Lines with the word "prefix" in them are the ones to copy from the records.
########
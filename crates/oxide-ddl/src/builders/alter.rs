//! Column alteration builder.
//!
//! Stages: table (`on_table`) → type (`as_*`) → nullability and default.
//! The whole column is restated, so the type is required.

use std::marker::PhantomData;

use super::{HasTable, HasType, NoTable};
use crate::context::{ExprId, MigrationContext};
use crate::definitions::{ColumnDefinition, ColumnType, DefaultValue, SystemMethod};
use crate::expressions::AlterColumn;
use crate::value::ToSqlValue;

/// Builder changing an existing column.
#[derive(Debug)]
pub struct AlterColumnBuilder<'a, S> {
    ctx: &'a mut MigrationContext,
    id: ExprId<AlterColumn>,
    _state: PhantomData<S>,
}

impl<'a, S> AlterColumnBuilder<'a, S> {
    pub(crate) const fn new(ctx: &'a mut MigrationContext, id: ExprId<AlterColumn>) -> Self {
        Self {
            ctx,
            id,
            _state: PhantomData,
        }
    }

    fn column(&mut self) -> &mut ColumnDefinition {
        &mut self.ctx.get_mut(self.id).column
    }

    fn into_state<T>(self) -> AlterColumnBuilder<'a, T> {
        AlterColumnBuilder::new(self.ctx, self.id)
    }

    #[must_use]
    pub const fn id(&self) -> ExprId<AlterColumn> {
        self.id
    }
}

impl<'a> AlterColumnBuilder<'a, NoTable> {
    pub fn in_schema(mut self, schema: impl Into<String>) -> Self {
        self.column().schema_name = Some(schema.into());
        self
    }

    pub fn on_table(mut self, table: impl Into<String>) -> AlterColumnBuilder<'a, HasTable> {
        self.column().table_name = table.into();
        self.into_state()
    }
}

impl<'a> AlterColumnBuilder<'a, HasTable> {
    /// Declares the new column type.
    pub fn as_type(mut self, column_type: ColumnType) -> AlterColumnBuilder<'a, HasType> {
        self.column().column_type = Some(column_type);
        self.into_state()
    }

    column_type_methods!(AlterColumnBuilder<'a, HasType>);
}

impl AlterColumnBuilder<'_, HasType> {
    column_value_options!();
}
use super::{require_table, ExpressionEnv, MigrationExpression};
use crate::definitions::IndexDefinition;
use crate::error::{DdlError, Result};
use crate::syntax::render_template;

/// `CREATE INDEX`.
#[derive(Debug, Clone)]
pub struct CreateIndex {
    env: ExpressionEnv,
    pub index: IndexDefinition,
}

impl CreateIndex {
    #[must_use]
    pub const fn new(env: ExpressionEnv, index: IndexDefinition) -> Self {
        Self { env, index }
    }
}

impl MigrationExpression for CreateIndex {
    fn env(&self) -> &ExpressionEnv {
        &self.env
    }

    fn build_sql(&self) -> Result<String> {
        require_table(
            &self.index.table_name,
            format_args!("index '{}'", self.index.resolved_name()),
        )?;
        if self.index.columns.is_empty() {
            return Err(DdlError::configuration(format!(
                "index '{}' has no columns",
                self.index.resolved_name()
            )));
        }

        let syntax = self.env.syntax();
        let prefix = syntax.index_type_prefix(&self.index);
        let name = syntax.quote_name(&self.index.resolved_name());
        let table = syntax.quote_table(self.index.schema_name.as_deref(), &self.index.table_name);
        let columns = self
            .index
            .columns
            .iter()
            .map(|c| syntax.format_index_column(c))
            .collect::<Vec<_>>()
            .join(", ");

        Ok(render_template(
            syntax.create_index_format(),
            &[prefix.as_str(), name.as_str(), table.as_str(), columns.as_str()],
        ))
    }
}

/// `DROP INDEX`.
#[derive(Debug, Clone)]
pub struct DeleteIndex {
    env: ExpressionEnv,
    pub index: IndexDefinition,
}

impl DeleteIndex {
    #[must_use]
    pub const fn new(env: ExpressionEnv, index: IndexDefinition) -> Self {
        Self { env, index }
    }
}

impl MigrationExpression for DeleteIndex {
    fn env(&self) -> &ExpressionEnv {
        &self.env
    }

    fn build_sql(&self) -> Result<String> {
        require_table(
            &self.index.table_name,
            format_args!("deletion of index '{}'", self.index.resolved_name()),
        )?;
        let syntax = self.env.syntax();
        let name = syntax.quote_name(&self.index.resolved_name());
        let table = syntax.quote_table(self.index.schema_name.as_deref(), &self.index.table_name);
        Ok(render_template(
            syntax.drop_index_format(),
            &[name.as_str(), table.as_str()],
        ))
    }
}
########
→ **Answer to this problem**:
        let prefix = syntax.index_type_prefix(&self.index);
            &[prefix.as_str(), name.as_str(), table.as_str(), columns.as_str()],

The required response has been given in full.